April 25, 2024

Endeavor, Always Looking to Grow, Starts Podcast Division

Endeavor Audio also plans to finance and codevelop up to 10 podcasts with Mass Appeal, a media company that counts the rapper Nas as an investor and focuses on what it calls urban culture. Additional clients include “Limetown,” a fictional podcast (season 2 starts on Oct. 31) about the disappearance of 300 people from a neuroscience research facility; and Parcast, a start-up that specializes in lurid podcasts like “Cults” and “Female Criminals” that gives Endeavor Audio an immediate network of some nine million downloads a month.

So far, efforts to turn podcasts into hit television shows — the bigger gold mine, by far — have been disappointing.

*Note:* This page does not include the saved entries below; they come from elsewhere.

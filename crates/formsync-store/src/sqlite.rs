//! SQLite-backed store.

use std::path::Path;
use std::sync::Arc;

use chrono::Utc;
use parking_lot::Mutex;
use rusqlite::{Connection, OptionalExtension, params};
use tracing::debug;

use crate::{FieldKey, FieldStore, StoreError, StoredField, from_millis};

// ─────────────────────────────────────────────────────────────────────────────
// Database wrapper (rusqlite is sync, calls run on spawn_blocking)
// ─────────────────────────────────────────────────────────────────────────────

const MIGRATIONS: &str = "
    CREATE TABLE IF NOT EXISTS field_values (
        entity_id   TEXT NOT NULL,
        field_id    TEXT NOT NULL,
        value       TEXT NOT NULL,
        updated_by  TEXT,
        updated_at  INTEGER NOT NULL,
        PRIMARY KEY (entity_id, field_id)
    );
";

const UPSERT: &str = "
    INSERT INTO field_values (entity_id, field_id, value, updated_by, updated_at)
    VALUES (?1, ?2, ?3, ?4, ?5)
    ON CONFLICT (entity_id, field_id) DO UPDATE SET
        value = excluded.value,
        updated_by = excluded.updated_by,
        updated_at = excluded.updated_at
";

const DELETE: &str = "DELETE FROM field_values WHERE entity_id = ?1 AND field_id = ?2";

#[derive(Clone)]
pub struct SqliteFieldStore {
    conn: Arc<Mutex<Connection>>,
}

impl SqliteFieldStore {
    pub fn open(path: &Path) -> Result<Self, StoreError> {
        if let Some(parent) = path.parent() {
            let _ = std::fs::create_dir_all(parent);
        }
        let conn = Connection::open(path)?;
        conn.execute_batch("PRAGMA journal_mode = WAL;")?;
        debug!("Opened field store at {}", path.display());
        Ok(Self {
            conn: Arc::new(Mutex::new(conn)),
        })
    }

    pub fn open_in_memory() -> Result<Self, StoreError> {
        let conn = Connection::open_in_memory()?;
        Ok(Self {
            conn: Arc::new(Mutex::new(conn)),
        })
    }

    async fn with_conn<T, F>(&self, f: F) -> Result<T, StoreError>
    where
        T: Send + 'static,
        F: FnOnce(&Connection) -> Result<T, rusqlite::Error> + Send + 'static,
    {
        let conn = self.conn.clone();
        let result = tokio::task::spawn_blocking(move || f(&conn.lock())).await?;
        Ok(result?)
    }
}

impl FieldStore for SqliteFieldStore {
    fn backend(&self) -> &'static str {
        "sqlite"
    }

    async fn init(&self) -> Result<(), StoreError> {
        self.with_conn(|conn| conn.execute_batch(MIGRATIONS)).await
    }

    async fn upsert_field_value(
        &self,
        key: &FieldKey,
        value: &str,
        writer: Option<&str>,
    ) -> Result<StoredField, StoreError> {
        let stored = StoredField {
            value: value.to_string(),
            updated_by: writer.map(str::to_string),
            updated_at: Utc::now(),
        };
        let key = key.clone();
        let row = stored.clone();
        self.with_conn(move |conn| {
            conn.execute(
                UPSERT,
                params![
                    key.entity_id,
                    key.field_id,
                    row.value,
                    row.updated_by,
                    row.updated_at.timestamp_millis()
                ],
            )
        })
        .await?;
        Ok(stored)
    }

    async fn restore_field_value(
        &self,
        key: &FieldKey,
        prior: Option<&StoredField>,
    ) -> Result<(), StoreError> {
        let key = key.clone();
        let prior = prior.cloned();
        self.with_conn(move |conn| match prior {
            Some(row) => conn.execute(
                UPSERT,
                params![
                    key.entity_id,
                    key.field_id,
                    row.value,
                    row.updated_by,
                    row.updated_at.timestamp_millis()
                ],
            ),
            None => conn.execute(DELETE, params![key.entity_id, key.field_id]),
        })
        .await?;
        Ok(())
    }

    async fn field_value(&self, key: &FieldKey) -> Result<Option<StoredField>, StoreError> {
        let key = key.clone();
        self.with_conn(move |conn| {
            conn.query_row(
                "SELECT value, updated_by, updated_at FROM field_values WHERE entity_id = ?1 AND field_id = ?2",
                params![key.entity_id, key.field_id],
                |row| {
                    Ok(StoredField {
                        value: row.get(0)?,
                        updated_by: row.get(1)?,
                        updated_at: from_millis(row.get(2)?),
                    })
                },
            )
            .optional()
        })
        .await
    }
}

The television rights for “Serial” were sold three years ago, but a series never emerged. In May, ABC abandoned “Alex, Inc.,” a comedy adapted from a Gimlet Media podcast, after a handful of low-rated episodes. On a brighter note, HBO recently ordered more comedy specials built around the “2 Dope Queens” podcast and Amazon has found a modicum of success with “Lore,” based on a horror podcast of the same name.

But television executives — now three years into “peak TV” and increasingly desperate for ideas — are looking harder at podcasts. Amazon has high hopes for “Homecoming,” a coming drama starring Julia Roberts and based on another Gimlet podcast. (Gimlet is represented by Creative Artists Agency, which also has a growing podcast business.) The Los Angeles Times’s scam-artist podcast, “Dirty John,” may spawn two shows: In deals brokered by WME, a scripted “Dirty John” drama is coming to Bravo and Oxygen is working on a spinoff.

Endeavor has been working to grow by any means possible since 2013, when Mr. Emanuel pulled off a $2.3 billion deal to buy IMG, which negotiates media rights for sports leagues and handles licensing for more than 200 colleges, among other vast operations. To add to its bulk, Endeavor has invested in or purchased at least 16 additional companies since then, including U.F.C., the mixed martial arts organization, and Miss Universe, which runs a variety of pageants.

Endeavor has also asserted itself as a financier and seller of movies and TV shows, creating a new entity last year called Endeavor Content that has supplied hits like “Killing Eve” to BBC America and “Book Club” to Paramount Pictures.